Cette ambition internationale s'appuie sur une solidité bilancielle confirmée lors de l'exercice 2025. Le groupe, présent dans 33 pays dont l'ensemble de la zone CEMAC, a vu son bénéfice net bondir de 29 % pour atteindre 698 millions de dollars. Parallèlement, le chiffre d'affaires a progressé de 18 %, porté par une hausse significative des commissions. L'efficacité opérationnelle est également améliorée, avec un ratio coûts/revenus réduit sous la barre des 50 %. Cette performance permet à l'institution de préparer sereinement une émission d'euro-obligations de 500 millions de dollars afin de consolider ses filiales.
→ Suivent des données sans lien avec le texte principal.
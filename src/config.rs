use std::env;
use std::net::{IpAddr, SocketAddr};
use std::ops::RangeInclusive;
use std::str::FromStr;

use chrono::Duration;

use crate::policy::{CompletionThresholds, RegistrationRules};

/// Accepted session lifetimes, in days.
const SESSION_TTL_RANGE: RangeInclusive<i64> = 1..=365;

/// Which storage implementation the server is composed with.
#[derive(Debug, Clone, PartialEq, Eq)]
pub enum StoreBackend {
    Memory,
    Postgres { url: String },
}

#[derive(Debug, Clone)]
pub struct AppConfig {
    pub host: String,
    pub port: u16,
    pub backend: StoreBackend,
    pub session_ttl: Duration,
    pub rules: RegistrationRules,
    pub admin_password: String,
}

impl Default for AppConfig {
    fn default() -> Self {
        Self {
            host: "127.0.0.1".to_string(),
            port: 3000,
            backend: StoreBackend::Memory,
            session_ttl: Duration::days(2),
            rules: RegistrationRules::default(),
            admin_password: "adminpassword".to_string(),
        }
    }
}

impl AppConfig {
    /// Reads the environment (and `.env`, when present).
    pub fn load() -> Result<Self, ConfigError> {
        dotenvy::dotenv().ok();
        Self::from_lookup(|key| env::var(key).ok())
    }

    pub fn from_lookup<F>(lookup: F) -> Result<Self, ConfigError>
    where
        F: Fn(&str) -> Option<String>,
    {
        let defaults = Self::default();

        let backend = match lookup("STORE_BACKEND").as_deref().map(str::trim) {
            None | Some("") | Some("memory") => StoreBackend::Memory,
            Some("postgres") => StoreBackend::Postgres {
                url: lookup("DATABASE_URL").ok_or(ConfigError::MissingDatabaseUrl)?,
            },
            Some(other) => return Err(ConfigError::UnknownBackend(other.to_string())),
        };

        let ttl_days: i64 = parse_or(&lookup, "SESSION_TTL_DAYS", 2)?;
        if !SESSION_TTL_RANGE.contains(&ttl_days) {
            return Err(ConfigError::Invalid {
                key: "SESSION_TTL_DAYS",
                value: ttl_days.to_string(),
            });
        }
        let review_subject_limit =
            parse_or(&lookup, "REVIEW_SUBJECT_LIMIT", defaults.rules.review_subject_limit)?;
        let completion = CompletionThresholds {
            review_subjects: parse_or(
                &lookup,
                "REVIEW_COMPLETION_COUNT",
                defaults.rules.completion.review_subjects,
            )?,
            exam_subjects: parse_or(
                &lookup,
                "EXAM_COMPLETION_COUNT",
                defaults.rules.completion.exam_subjects,
            )?,
        };

        Ok(Self {
            host: lookup("APP_HOST").unwrap_or(defaults.host),
            port: parse_or(&lookup, "APP_PORT", defaults.port)?,
            backend,
            session_ttl: Duration::days(ttl_days),
            rules: RegistrationRules {
                review_subject_limit,
                completion,
            },
            admin_password: lookup("ADMIN_PASSWORD").unwrap_or(defaults.admin_password),
        })
    }

    pub fn socket_addr(&self) -> Result<SocketAddr, ConfigError> {
        if self.host.eq_ignore_ascii_case("localhost") {
            return Ok(SocketAddr::new(IpAddr::from([127, 0, 0, 1]), self.port));
        }
        let ip: IpAddr = self
            .host
            .parse()
            .map_err(|_| ConfigError::InvalidHost(self.host.clone()))?;
        Ok(SocketAddr::new(ip, self.port))
    }
}

fn parse_or<F, T>(lookup: &F, key: &'static str, default: T) -> Result<T, ConfigError>
where
    F: Fn(&str) -> Option<String>,
    T: FromStr,
{
    match lookup(key) {
        Some(raw) if !raw.trim().is_empty() => raw
            .trim()
            .parse()
            .map_err(|_| ConfigError::Invalid { key, value: raw }),
        _ => Ok(default),
    }
}

#[derive(Debug, thiserror::Error)]
pub enum ConfigError {
    #[error("{key} has an invalid value `{value}`")]
    Invalid { key: &'static str, value: String },
    #[error("APP_HOST must parse to an IPv4 or IPv6 address, got `{0}`")]
    InvalidHost(String),
    #[error("STORE_BACKEND=postgres requires DATABASE_URL")]
    MissingDatabaseUrl,
    #[error("unknown STORE_BACKEND `{0}`, expected `memory` or `postgres`")]
    UnknownBackend(String),
}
L'impact de la diversification des dispositifs de réglementation sur le progrès de l'Afrique est fondamental. En priorité la dépendance aux circuits financiers traditionnels, le continent sécurise ses approvisionnements et protège ses réserves de change. La réussite de ce corridor monétaire dépendra de la capacité des banques centrales locales à soutenir ces mécanismes de compensation. Pour Ecobank, l’intégration du yuan comme monnaie de référence pour les échanges sino-africains n’est plus une option, mais une nécessité stratégique. Chaque transaction réglée sans intermédiaire renforce la résilience du système bancaire africain face aux chocs monétaires globaux.